Bibliographic record
Abstract
BACKGROUND: Gamma knife radiosurgery (GKRS) is an established treatment for trigeminal neuralgia. Identifying factors that influence outcome will help improve patients' results. METHODS: We conducted a retrospective review of all patients treated with GKRS for trigeminal neuralgia at our institution from 2005 to 2010. Patients' clinical features and treatment details were reviewed. Analysis was performed to identify predictors of response and recurrence. RESULTS: A hundred and forty five patients were treated. Mean follow up period was 24 months. At last follow up, 48 patients (33%) were pain free with no medications, and 48 patients (33%) were pain free maintained on medications. Twenty-eight patients (19%) had pain after the treatment but had significant reduction in their pain severity. Twenty-one patients (15%) did not have any significant pain reduction. Forty-four patients (30%) developed facial numbness. Recurrence occurred in 51 patients (35%). Post-treatment numbness was a predictor of good treatment response (OR 2.720, CI 1.193-6.200, p 0.0173). Higher integrated dose was a predictor of poor pain response to radiosurgery (OR 0.729, CI 0.566-0.940, p 0.0146). At an integrated dose value of 5.3 mJ or less, there was more than 50% chance of pain free outcome.

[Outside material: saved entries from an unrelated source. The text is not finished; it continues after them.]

use serde::{Deserialize, Serialize};

use crate::model::{BallContext, TossDecision};

#[derive(Debug, Clone, Copy, PartialEq, Eq, Hash, Serialize, Deserialize)]
pub enum InningsRole {
    Batting,
    Bowling,
}

/// Role of `team` during a delivery, derived from the toss alone.
///
/// Returns `None` when toss data is missing or the innings is not 1 or 2
/// (super-over innings are numbered 3 and up).
pub fn innings_role(
    team: &str,
    toss_winner: Option<&str>,
    toss_decision: Option<TossDecision>,
    inning: u8,
) -> Option<InningsRole> {
    let won_toss = toss_winner? == team;
    let decision = toss_decision?;
    let first_innings = match inning {
        1 => true,
        2 => false,
        _ => return None,
    };
    let bats_first = match decision {
        TossDecision::Bat => won_toss,
        TossDecision::Field => !won_toss,
    };
    if bats_first == first_innings {
        Some(InningsRole::Batting)
    } else {
        Some(InningsRole::Bowling)
    }
}

pub fn role_of(team: &str, ctx: &BallContext<'_>) -> Option<InningsRole> {
    innings_role(
        team,
        ctx.fixture.toss_winner.as_deref(),
        ctx.fixture.toss_decision,
        ctx.ball.inning,
    )
}

#[derive(Debug, Default)]
pub struct Partition<'a> {
    pub batting: Vec<BallContext<'a>>,
    pub bowling: Vec<BallContext<'a>>,
}

/// Split deliveries into the team's batting and bowling innings. Rows without
/// a role land in neither side.
pub fn partition<'a>(team: &str, deliveries: &[BallContext<'a>]) -> Partition<'a> {
    let mut out = Partition::default();
    for ctx in deliveries {
        match role_of(team, ctx) {
            Some(InningsRole::Batting) => out.batting.push(*ctx),
            Some(InningsRole::Bowling) => out.bowling.push(*ctx),
            None => {}
        }
    }
    out
}
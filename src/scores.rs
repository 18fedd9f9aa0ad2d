//! Highest and lowest team totals under the four toss scenarios.
//!
//! Match rows only carry the chase target, so totals are reconstructed:
//! a side batting first made `target_runs - 1`. This ignores the rare case of a
//! tied or abandoned first innings where the target was set differently.
//! A chasing side either reached the target (any non-runs result it won)
//! or fell short by the runs margin.

use serde::Serialize;

use crate::model::{MatchRecord, ResultKind, TossDecision};

#[derive(Debug, Clone, Copy, PartialEq, Eq, Hash, Serialize)]
pub enum ScoreScenario {
    TossWonBat,
    TossWonField,
    TossLostBat,
    TossLostField,
}

impl ScoreScenario {
    pub const ALL: [ScoreScenario; 4] = [
        ScoreScenario::TossWonBat,
        ScoreScenario::TossWonField,
        ScoreScenario::TossLostBat,
        ScoreScenario::TossLostField,
    ];

    pub fn label(self) -> &'static str {
        match self {
            Self::TossWonBat => "Won toss, batted first",
            Self::TossWonField => "Won toss, fielded first",
            Self::TossLostBat => "Lost toss, batted first",
            Self::TossLostField => "Lost toss, fielded first",
        }
    }

    fn matches(self, fixture: &MatchRecord, team: &str) -> bool {
        let Some(decision) = fixture.toss_decision else {
            return false;
        };
        if fixture.toss_winner.is_none() || !fixture.involves(team) {
            return false;
        }
        let won_toss = fixture.toss_won_by(team);
        match self {
            Self::TossWonBat => won_toss && decision == TossDecision::Bat,
            Self::TossWonField => won_toss && decision == TossDecision::Field,
            Self::TossLostBat => !won_toss && decision == TossDecision::Field,
            Self::TossLostField => !won_toss && decision == TossDecision::Bat,
        }
    }

    fn batting_first(self) -> bool {
        matches!(self, Self::TossWonBat | Self::TossLostBat)
    }
}

#[derive(Debug, Clone, Serialize)]
pub struct ScoreRecord {
    pub scenario: ScoreScenario,
    pub score: i64,
    pub fixture: MatchRecord,
}

#[derive(Debug, Clone, Default, Serialize)]
pub struct ScenarioScores {
    pub toss_won_bat: Option<ScoreRecord>,
    pub toss_won_field: Option<ScoreRecord>,
    pub toss_lost_bat: Option<ScoreRecord>,
    pub toss_lost_field: Option<ScoreRecord>,
}

impl ScenarioScores {
    pub fn get(&self, scenario: ScoreScenario) -> Option<&ScoreRecord> {
        match scenario {
            ScoreScenario::TossWonBat => self.toss_won_bat.as_ref(),
            ScoreScenario::TossWonField => self.toss_won_field.as_ref(),
            ScoreScenario::TossLostBat => self.toss_lost_bat.as_ref(),
            ScoreScenario::TossLostField => self.toss_lost_field.as_ref(),
        }
    }

    fn slot(&mut self, scenario: ScoreScenario) -> &mut Option<ScoreRecord> {
        match scenario {
            ScoreScenario::TossWonBat => &mut self.toss_won_bat,
            ScoreScenario::TossWonField => &mut self.toss_won_field,
            ScoreScenario::TossLostBat => &mut self.toss_lost_bat,
            ScoreScenario::TossLostField => &mut self.toss_lost_field,
        }
    }

    pub fn iter(&self) -> impl Iterator<Item = &ScoreRecord> {
        ScoreScenario::ALL.into_iter().filter_map(|s| self.get(s))
    }
}

#[derive(Debug, Clone, Copy, PartialEq, Eq)]
pub enum Extreme {
    Highest,
    Lowest,
}

/// Team total for one fixture, `None` when it cannot be reconstructed.
pub fn team_score(fixture: &MatchRecord, team: &str, scenario: ScoreScenario) -> Option<i64> {
    let target = fixture.target_runs?;
    if scenario.batting_first() {
        return Some(target - 1);
    }
    match fixture.result {
        ResultKind::Runs => Some(target - fixture.result_margin? - 1),
        _ if fixture.won_by(team) => Some(target),
        _ => None,
    }
}

/// Scores for every fixture of a scenario, as a fresh table in input order.
pub fn scenario_scores<'a>(
    matches: &[&'a MatchRecord],
    team: &str,
    scenario: ScoreScenario,
) -> Vec<(i64, &'a MatchRecord)> {
    matches
        .iter()
        .filter(|m| scenario.matches(m, team))
        .filter_map(|m| team_score(m, team, scenario).map(|score| (score, *m)))
        .collect()
}

pub fn extreme_scores(matches: &[&MatchRecord], team: &str, extreme: Extreme) -> ScenarioScores {
    let mut out = ScenarioScores::default();
    for scenario in ScoreScenario::ALL {
        let rows = scenario_scores(matches, team, scenario);
        // First row wins ties, as a stable sort would leave it.
        let mut best: Option<(i64, &MatchRecord)> = None;
        for (score, fixture) in rows {
            let better = match (best, extreme) {
                (None, _) => true,
                (Some((current, _)), Extreme::Highest) => score > current,
                (Some((current, _)), Extreme::Lowest) => score < current,
            };
            if better {
                best = Some((score, fixture));
            }
        }
        *out.slot(scenario) = best.map(|(score, fixture)| ScoreRecord {
            scenario,
            score,
            fixture: fixture.clone(),
        });
    }
    out
}

pub fn highest_scores(matches: &[&MatchRecord], team: &str) -> ScenarioScores {
    extreme_scores(matches, team, Extreme::Highest)
}

pub fn lowest_scores(matches: &[&MatchRecord], team: &str) -> ScenarioScores {
    extreme_scores(matches, team, Extreme::Lowest)
}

Longer pain duration prior to treatment was the only independent predictor of increased recurrence risk (HR 1.038, 95%CI 1.001-1.075; p=0.0412). CONCLUSIONS: Radiosurgery is an effective treatment modality for trigeminal neuralgia. Post treatment numbness is associated with good treatment response and higher integrated dose predicts poor outcome after radiosurgery for trigeminal neuralgia.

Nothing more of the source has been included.